If you’re Considering e-filing, some of the advantages include:
- Quick affirmation your forms have been obtained: The IRS will confirm a tax filing has been received within 24 hours of digital submission. For paper filers, the IRS does not send any acknowledgment that your forms have arrived safely.
Timely refunds: When you submit a paper filing, it may take six to eight months to be given a tax refund. With e-filing, you are going to get your money in 3 weeks or not. Choosing direct deposit can also speed up the refund process.
Reduced chance of mistakes: In accordance with the IRS, there’s approximately a 1% error rate on e-filed returns, compared with a 20% speed of mistakes on paper filings. The IRS also provides more information on issues discovered on e-filed yields compared with paper yields.
Easy payment process: If you owe the IRS money, it is simpler to cover at your convenience if you e-file. You can submit returns early and pay afterwards if needed, provided that you pay from the April 15 filing deadline. And you can schedule electronic funds transfers to easily send the IRS what you owe on a date of your choosing again, as long as the IRS receives your payment by Tax Day. Additionally you have the choice to pay your balance by using the IRS Direct pay service from your checking or savings account, submitting a credit card through a payment processor for a fee, or paying by check or money order.
Digital storage of tax data: Submitting returns electronically means there’s an electronic copy of your tax documents. If something happens to your paperwork, then you will have a digital backup.
The fantastic news: Most taxpayers do opt to e-file and get those benefits — and the practice of doing this is simple.
You have four options for submitting an electronically filed tax return to the IRS.
- Use IRS Free File: If your adjusted gross income is $72,000 or not as you could be able to use the IRS Free File program.
- Free File Fillable Types — If your income is more than $72,000 and you’re comfortable doing your earnings without any help, you can use Free File Fillable Forms from the IRS. The forms do the math for you and offer basic advice. You can simply do your federal return with these kinds.

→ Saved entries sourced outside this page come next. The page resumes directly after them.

use super::allocation::check_quota;
use super::signatures::required_roles;
use crate::engine::Engine;
use crate::error::{Error, Result};
use crate::model::{
    Actor, CompletionStatus, Project, ProjectDraft, ProjectId, ProjectStatus, Role,
    SignatureTarget, Term,
};
use crate::notify::{Notification, NotificationKind, Recipient};
use crate::store::{applications, projects, signatures};
use tracing::{debug, info, instrument};

fn require_owner(actor: Actor, project: &Project) -> Result<()> {
    if project.is_owned_by(actor.id) {
        Ok(())
    } else {
        Err(Error::Forbidden(format!(
            "project {} belongs to another professor",
            project.id
        )))
    }
}

fn mandatory_feedback(feedback: &str) -> Result<&str> {
    let feedback = feedback.trim();
    if feedback.is_empty() {
        Err(Error::Validation("feedback is mandatory".into()))
    } else {
        Ok(feedback)
    }
}

impl Engine {
    #[instrument(skip(self, draft), fields(actor = %actor))]
    pub async fn create_project(&mut self, actor: Actor, draft: ProjectDraft) -> Result<Project> {
        actor.require_role(&[Role::Professor])?;
        draft.validate()?;
        let now = self.clock.now();
        let mut tx = self.store.begin().await?;
        let id = projects::insert(&mut tx, actor.id, &draft, now).await?;
        let project = projects::get(&mut tx, id).await?;
        tx.commit().await?;
        info!(project = %id, term = %project.term, "project created");
        Ok(project)
    }

    pub async fn project(&mut self, id: ProjectId) -> Result<Project> {
        projects::get(self.store.conn(), id).await
    }

    pub async fn projects_in_term(&mut self, term: Term) -> Result<Vec<Project>> {
        projects::in_term(self.store.conn(), term).await
    }

    /// Replace the content of a project still open to changes. Allocated
    /// seats never exceed the new request.
    #[instrument(skip(self, draft), fields(actor = %actor))]
    pub async fn update_project(
        &mut self,
        actor: Actor,
        id: ProjectId,
        draft: ProjectDraft,
    ) -> Result<Project> {
        actor.require_role(&[Role::Professor])?;
        draft.validate()?;
        let now = self.clock.now();
        let mut tx = self.store.begin().await?;
        let project = projects::lock(&mut tx, id, now).await?;
        require_owner(actor, &project)?;
        if !project.status.is_editable() {
            return Err(Error::InvalidState(format!(
                "project {id} cannot be edited while {}",
                project.status
            )));
        }
        let allocated = project
            .allocated_scholarships
            .min(draft.requested_scholarships);
        projects::update_content(&mut tx, id, &draft, allocated, now).await?;
        let project = projects::get(&mut tx, id).await?;
        tx.commit().await?;
        info!(project = %id, "project updated");
        Ok(project)
    }

    #[instrument(skip(self), fields(actor = %actor))]
    pub async fn delete_project(&mut self, actor: Actor, id: ProjectId) -> Result<()> {
        actor.require_role(&[Role::Professor])?;
        let now = self.clock.now();
        let mut tx = self.store.begin().await?;
        let project = projects::lock(&mut tx, id, now).await?;
        require_owner(actor, &project)?;
        if project.status != ProjectStatus::Draft {
            return Err(Error::InvalidState(format!(
                "only draft projects can be deleted, project {id} is {}",
                project.status
            )));
        }
        if applications::count_for_project(&mut tx, id).await? > 0 {
            return Err(Error::Business(format!("project {id} has applications")));
        }
        projects::delete(&mut tx, id).await?;
        tx.commit().await?;
        info!(project = %id, "project deleted");
        Ok(())
    }

    #[instrument(skip(self), fields(actor = %actor))]
    pub async fn submit_project(&mut self, actor: Actor, id: ProjectId) -> Result<Project> {
        actor.require_role(&[Role::Professor])?;
        let now = self.clock.now();
        let mut tx = self.store.begin().await?;
        let project = projects::lock(&mut tx, id, now).await?;
        require_owner(actor, &project)?;
        match project.status {
            ProjectStatus::Submitted => {
                tx.commit().await?;
                debug!(project = %id, "project already submitted");
                return Ok(project);
            }
            ProjectStatus::Draft | ProjectStatus::PendingRevision => {
                projects::set_status(&mut tx, id, ProjectStatus::Submitted, now).await?;
            }
            status => {
                return Err(Error::InvalidState(format!(
                    "project {id} cannot be submitted while {status}"
                )));
            }
        }
        let project = projects::get(&mut tx, id).await?;
        tx.commit().await?;
        info!(project = %id, "project submitted");
        self.notify(
            Notification::new(Recipient::Admins, NotificationKind::ProjectSubmitted)
                .about(id)
                .with("title", &project.title),
        );
        Ok(project)
    }

    /// Approve a submitted project with `allocated` scholarship seats. The
    /// project only becomes approved once all its signatures are present.
    #[instrument(skip(self, feedback), fields(actor = %actor))]
    pub async fn approve_project(
        &mut self,
        actor: Actor,
        id: ProjectId,
        allocated: u32,
        feedback: Option<String>,
    ) -> Result<Project> {
        actor.require_role(&[Role::Admin])?;
        let feedback = feedback.filter(|f| !f.trim().is_empty());
        let now = self.clock.now();
        let mut tx = self.store.begin().await?;
        let project = projects::lock(&mut tx, id, now).await?;
        if project.status.is_committed() {
            if project.allocated_scholarships == allocated && project.admin_feedback == feedback {
                tx.commit().await?;
                debug!(project = %id, "project already approved");
                return Ok(project);
            }
            return Err(Error::InvalidState(format!(
                "project {id} has already been approved"
            )));
        }
        if project.status != ProjectStatus::Submitted {
            return Err(Error::InvalidState(format!(
                "project {id} cannot be approved while {}",
                project.status
            )));
        }
        check_quota(&mut tx, &project, allocated).await?;
        let target = SignatureTarget::Project(id);
        let signed = signatures::signed_roles(&mut tx, target).await?;
        let completion =
            CompletionStatus::compute(&required_roles(&self.signatures, target), &signed);
        let status = if completion.complete {
            ProjectStatus::Approved
        } else {
            ProjectStatus::PendingAdminSignature
        };
        projects::set_allocation(&mut tx, id, allocated, now).await?;
        projects::set_decision(&mut tx, id, status, feedback.as_deref(), now).await?;
        let project = projects::get(&mut tx, id).await?;
        tx.commit().await?;
        info!(project = %id, allocated, status = %status, "project approved");
        self.notify(
            Notification::new(
                Recipient::Professor(project.professor),
                NotificationKind::ProjectApproved,
            )
            .about(id)
            .with("title", &project.title)
            .with("allocated_scholarships", allocated)
            .with("status", status),
        );
        Ok(project)
    }

    #[instrument(skip(self, feedback), fields(actor = %actor))]
    pub async fn reject_project(
        &mut self,
        actor: Actor,
        id: ProjectId,
        feedback: &str,
    ) -> Result<Project> {
        actor.require_role(&[Role::Admin])?;
        let feedback = mandatory_feedback(feedback)?;
        let now = self.clock.now();
        let mut tx = self.store.begin().await?;
        let project = projects::lock(&mut tx, id, now).await?;
        match project.status {
            ProjectStatus::Rejected => {
                tx.commit().await?;
                return Ok(project);
            }
            ProjectStatus::Submitted => {
                projects::set_decision(&mut tx, id, ProjectStatus::Rejected, Some(feedback), now)
                    .await?;
                let voided =
                    signatures::void_grants(&mut tx, SignatureTarget::Project(id), now).await?;
                debug!(project = %id, voided, "signature grants voided");
            }
            status => {
                return Err(Error::InvalidState(format!(
                    "project {id} cannot be rejected while {status}"
                )));
            }
        }
        let project = projects::get(&mut tx, id).await?;
        tx.commit().await?;
        info!(project = %id, "project rejected");
        self.notify(
            Notification::new(
                Recipient::Professor(project.professor),
                NotificationKind::ProjectRejected,
            )
            .about(id)
            .with("title", &project.title)
            .with("feedback", feedback),
        );
        Ok(project)
    }

    /// Send a project back to its professor. Its signatures are dropped: the
    /// revised content has to be signed and submitted again.
    #[instrument(skip(self, feedback), fields(actor = %actor))]
    pub async fn request_revision(
        &mut self,
        actor: Actor,
        id: ProjectId,
        feedback: &str,
    ) -> Result<Project> {
        actor.require_role(&[Role::Admin])?;
        let feedback = mandatory_feedback(feedback)?;
        let now = self.clock.now();
        let mut tx = self.store.begin().await?;
        let project = projects::lock(&mut tx, id, now).await?;
        match project.status {
            ProjectStatus::PendingRevision => {
                tx.commit().await?;
                return Ok(project);
            }
            ProjectStatus::Submitted | ProjectStatus::PendingAdminSignature => {
                projects::set_decision(
                    &mut tx,
                    id,
                    ProjectStatus::PendingRevision,
                    Some(feedback),
                    now,
                )
                .await?;
                let target = SignatureTarget::Project(id);
                let cleared = signatures::clear(&mut tx, target).await?;
                let voided = signatures::void_grants(&mut tx, target, now).await?;
                projects::set_signed_document(&mut tx, id, None).await?;
                debug!(project = %id, cleared, voided, "project signatures cleared");
            }
            status => {
                return Err(Error::InvalidState(format!(
                    "cannot request a revision of project {id} while {status}"
                )));
            }
        }
        let project = projects::get(&mut tx, id).await?;
        tx.commit().await?;
        info!(project = %id, "revision requested");
        self.notify(
            Notification::new(
                Recipient::Professor(project.professor),
                NotificationKind::RevisionRequested,
            )
            .about(id)
            .with("title", &project.title)
            .with("feedback", feedback),
        );
        Ok(project)
    }
}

- Utilize an online tax preparation tax or service applications: Tax preparation software and online filing services are alternatives. These options are a simple way to finish and e-file your own forms. Some software providers charge for their programs, Some are free. The software asks you simple questions about your own life and financing to steer you through the completion of your forms.

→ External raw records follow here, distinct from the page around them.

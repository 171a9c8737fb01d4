/// Declare an integer identifier newtype as stored in the database.
macro_rules! identifier {
    ($name:ident) => {
        #[derive(Clone, Copy, Debug, Eq, Hash, Ord, PartialEq, PartialOrd, serde::Serialize)]
        #[serde(transparent)]
        pub struct $name(pub i64);

        impl std::fmt::Display for $name {
            fn fmt(&self, f: &mut std::fmt::Formatter<'_>) -> std::fmt::Result {
                write!(f, "{}", self.0)
            }
        }
    };
}

mod actor;
mod application;
mod position;
mod project;
mod signature;
mod term;

pub use self::actor::{Actor, Role, UserId};
pub use self::application::{
    Application, ApplicationId, ApplicationStatus, Grades, RequestedSeat, SeatType, final_score,
};
pub use self::position::{
    CommitmentReport, CommitmentState, PendingCommitment, Position, PositionId,
};
pub use self::project::{DepartmentId, Project, ProjectDraft, ProjectId, ProjectStatus};
pub use self::signature::{
    CompletionStatus, DocumentKind, SignatureGrant, SignatureRecord, SignatureTarget, TargetType,
};
pub use self::term::{Half, InscriptionPeriod, PeriodId, Quota, Term};
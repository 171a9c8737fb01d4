use crate::error::{Error, Result};
use serde::Serialize;
use std::fmt;
use std::str::FromStr;

identifier!(UserId);

#[derive(Clone, Copy, Debug, Eq, Hash, PartialEq, Serialize)]
#[serde(rename_all = "lowercase")]
pub enum Role {
    Admin,
    Professor,
    Student,
}

impl Role {
    pub fn as_str(self) -> &'static str {
        match self {
            Role::Admin => "admin",
            Role::Professor => "professor",
            Role::Student => "student",
        }
    }
}

impl fmt::Display for Role {
    fn fmt(&self, f: &mut fmt::Formatter<'_>) -> fmt::Result {
        f.write_str(self.as_str())
    }
}

impl FromStr for Role {
    type Err = String;

    fn from_str(s: &str) -> std::result::Result<Self, Self::Err> {
        match s {
            "admin" => Ok(Role::Admin),
            "professor" => Ok(Role::Professor),
            "student" => Ok(Role::Student),
            other => Err(format!("unknown role {other}")),
        }
    }
}

/// An already authenticated caller, as handed over by the transport layer.
#[derive(Clone, Copy, Debug, Eq, PartialEq)]
pub struct Actor {
    pub id: UserId,
    pub role: Role,
}

impl Actor {
    pub fn new(id: i64, role: Role) -> Actor {
        Actor {
            id: UserId(id),
            role,
        }
    }

    /// Fail with [`Error::Forbidden`] unless the actor has one of the roles.
    pub fn require_role(&self, roles: &[Role]) -> Result<()> {
        if roles.contains(&self.role) {
            Ok(())
        } else {
            Err(Error::Forbidden(format!(
                "role {} cannot perform this operation",
                self.role
            )))
        }
    }

    pub fn is_admin(&self) -> bool {
        self.role == Role::Admin
    }
}

impl fmt::Display for Actor {
    fn fmt(&self, f: &mut fmt::Formatter<'_>) -> fmt::Result {
        write!(f, "{}#{}", self.role, self.id)
    }
}

#[test]
fn test_require_role() {
    let professor = Actor::new(3, Role::Professor);
    assert!(professor.require_role(&[Role::Professor, Role::Admin]).is_ok());
    assert!(matches!(
        professor.require_role(&[Role::Admin]),
        Err(Error::Forbidden(_))
    ));
    assert_eq!("student".parse::<Role>(), Ok(Role::Student));
    assert!("dean".parse::<Role>().is_err());
}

- Get free, in-person tax aid: In most states, you can find volunteers to help prepare and e-file yields. However, eligibility for free help is typically limited based on income, and some services appeal to specific demographic groups. For instance, Tax Counseling for the Elderly programs focus primarily on assisting filers that are 60 and older. The IRS maintains a database of authorized providers, but be aware this alternative is very likely to be the most costly one.
Employing online tax prep software is far and away the favored approach of most taxpayers. In fact, the IRS says it expected more than four in five tax returns to be filed through tax return prep software.
Is e-filing really stable?
While e-filing is convenient, you may be worried about security — particularly with all these data breaches. But experts agree this isn’t an issue which should deter you by e-filing.
“E-filing a tax return has turned out to be a very secure way to file your taxes,” says Scott Grissom, vice president of product leadership, marketing and revenue at LegalShield. “In actuality, it can be more secure than paper filing as you’re sending your private information through an encrypted system as opposed to exposing your data in the mail.”
Dennis Chow, vice president of information security at SCIS Security, clarifies that the IRS has put safety measures in place to keep your data safe. “Trainers normally use IRS particular APIs that require ab sessions,” Chow says. “All of this can be routed over TLS encrypted links “
It is very important to use a trustworthy service to help you record your taxes. Chow advises not to e-file on a computer or utilize an online connection which is not confidential.
For most taxpayers, it makes sense to e-file a yield because it’s the most convenient way to submit your tax information to the IRS and it allows for timely refunds and easy payment choices. Just be sure to use tax preparation software from a trusted source, so you can ensure the information you supply to transmit to the IRS is going to be kept protected.